Abstract Atherosclerosis, the disease underlying stroke, myocardial infarction and ischemic heart failure, is initiated by the subendothelial retention of lipoproteins and cholesterol, which then triggers a non-resolving inflammatory process driving plaque progression in the artery wall. Myeloid cells and in particular macrophages are the primary driver of this process. IL10 is a prototypic anti-inflammatory cytokine made by several immune cells such as macrophages. IL10 is also essential for the protection against atherosclerosis. However, it is not known which cells are responsible for the IL10 production mediating protection from atherosclerosis.
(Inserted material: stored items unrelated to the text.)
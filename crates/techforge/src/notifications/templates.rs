use std::fmt::Write as _;

use chrono::{DateTime, Utc};

use crate::html::{escape_html, linebreaks};
use crate::inquiries::Inquiry;

const NOT_PROVIDED: &str = "Not provided";

/// Values shared by the HTML and plain-text reply bodies.
#[derive(Debug, Clone, PartialEq, Eq)]
pub struct ReplyContext {
    pub contact_name: String,
    pub reply_message: String,
    pub original_subject: String,
    pub original_message: String,
    pub original_date: String,
    pub admin_name: String,
    pub company_name: String,
}

impl ReplyContext {
    pub fn new(
        inquiry: &Inquiry,
        reply_message: &str,
        admin_name: &str,
        company_name: &str,
    ) -> Self {
        Self {
            contact_name: inquiry.name.clone(),
            reply_message: reply_message.to_string(),
            original_subject: inquiry.subject.clone(),
            original_message: inquiry.message.clone(),
            original_date: format_original_date(inquiry.created_at),
            admin_name: admin_name.to_string(),
            company_name: company_name.to_string(),
        }
    }
}

pub fn format_original_date(timestamp: DateTime<Utc>) -> String {
    timestamp.format("%B %d, %Y at %I:%M %p").to_string()
}

pub fn staff_notification_subject(inquiry: &Inquiry) -> String {
    format!("New Contact Inquiry: {}", inquiry.subject)
}

pub fn staff_notification_body(inquiry: &Inquiry) -> String {
    let mut body = String::new();
    writeln!(body, "New contact form submission:").expect("write heading");
    body.push('\n');
    writeln!(body, "Name: {}", inquiry.name).expect("write name");
    writeln!(body, "Email: {}", inquiry.email).expect("write email");
    writeln!(
        body,
        "Phone: {}",
        inquiry.phone.as_deref().unwrap_or(NOT_PROVIDED)
    )
    .expect("write phone");
    writeln!(
        body,
        "Company: {}",
        inquiry.company.as_deref().unwrap_or(NOT_PROVIDED)
    )
    .expect("write company");
    writeln!(body, "Subject: {}", inquiry.subject).expect("write subject");
    writeln!(body, "Message: {}", inquiry.message).expect("write message");
    body.push('\n');
    writeln!(
        body,
        "Received: {}",
        inquiry.created_at.format("%Y-%m-%d %H:%M:%S UTC")
    )
    .expect("write timestamp");
    body
}

pub fn render_reply_text(context: &ReplyContext) -> String {
    let mut text = String::new();
    writeln!(text, "{}", context.reply_message.trim_end()).expect("write reply");
    text.push('\n');
    writeln!(text, "Best regards,").expect("write closing");
    writeln!(text, "{}", context.admin_name).expect("write signature");
    writeln!(text, "{}", context.company_name).expect("write company");
    text.push('\n');
    writeln!(text, "----------------------------------------").expect("write divider");
    writeln!(
        text,
        "On {}, {} wrote:",
        context.original_date, context.contact_name
    )
    .expect("write attribution");
    writeln!(text, "Subject: {}", context.original_subject).expect("write original subject");
    text.push('\n');
    for line in context.original_message.lines() {
        writeln!(text, "> {line}").expect("write quoted line");
    }
    text
}

pub fn render_reply_html(context: &ReplyContext) -> String {
    let mut html = String::new();
    html.push_str("<!DOCTYPE html><html><body style=\"font-family: Arial, sans-serif; color: #1f2937; line-height: 1.6;\">");
    writeln!(
        html,
        "<div style=\"max-width: 640px; margin: 0 auto; padding: 24px;\"><h2 style=\"color: #1e40af; margin-top: 0;\">{}</h2>",
        escape_html(&context.company_name)
    )
    .expect("write header");

    for paragraph in context
        .reply_message
        .split("\n\n")
        .map(str::trim)
        .filter(|paragraph| !paragraph.is_empty())
    {
        writeln!(html, "<p>{}</p>", linebreaks(paragraph)).expect("write paragraph");
    }

    writeln!(
        html,
        "<p>Best regards,<br>{}<br>{}</p>",
        escape_html(&context.admin_name),
        escape_html(&context.company_name)
    )
    .expect("write signature");

    writeln!(
        html,
        "<div style=\"background: #f8f9fa; border-left: 4px solid #2563eb; padding: 12px 16px; margin-top: 24px;\"><p style=\"margin-top: 0;\"><strong>Your original message</strong> ({})</p><p><strong>Subject:</strong> {}</p><p>{}</p></div>",
        escape_html(&context.original_date),
        escape_html(&context.original_subject),
        linebreaks(&context.original_message)
    )
    .expect("write original");

    html.push_str("</div></body></html>");
    html
}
Here, we crossed the VertX mouse model, in which an IRES-enhanced green fluorescent protein (eGFP) fusion protein was placed downstream of exon 5 of the IL-10 gene, to the atherosclerosis-prone Apoe−/− background. We found that myeloid cells express high levels of IL10 GFP in VertX-Apoe−/− mice. By scRNAseq we found that macrophages especially inflammatory macrophages in plaques are the main producers of IL10 in atherosclerosis. To address whether IL10 secreted by myeloid cells is essential for the protection, we developed a LyzMCreIL-10flox/flox mouse crossed in the Apoe−/− background and confirmed that macrophages were unable to secrete IL-10. We discovered that the LyzMCreIL-10flox/floxApoe−/− mice developed significantly more atherosclerosis than LyzMCreIL-10+/+Apoe−/−, both on chow and lipid-rich diet. Flow cytometry data and cytokine measurements suggest that the depletion of IL-10 in myeloid cells increases Th17 cells with elevated IL-17a, IL-17f and CCL20 in blood plasma. These data underscore the critical roles of macrophage-derived IL-10 in limiting atherosclerosis. Supported by grants NIH HL 115232, 145241, and HL088093.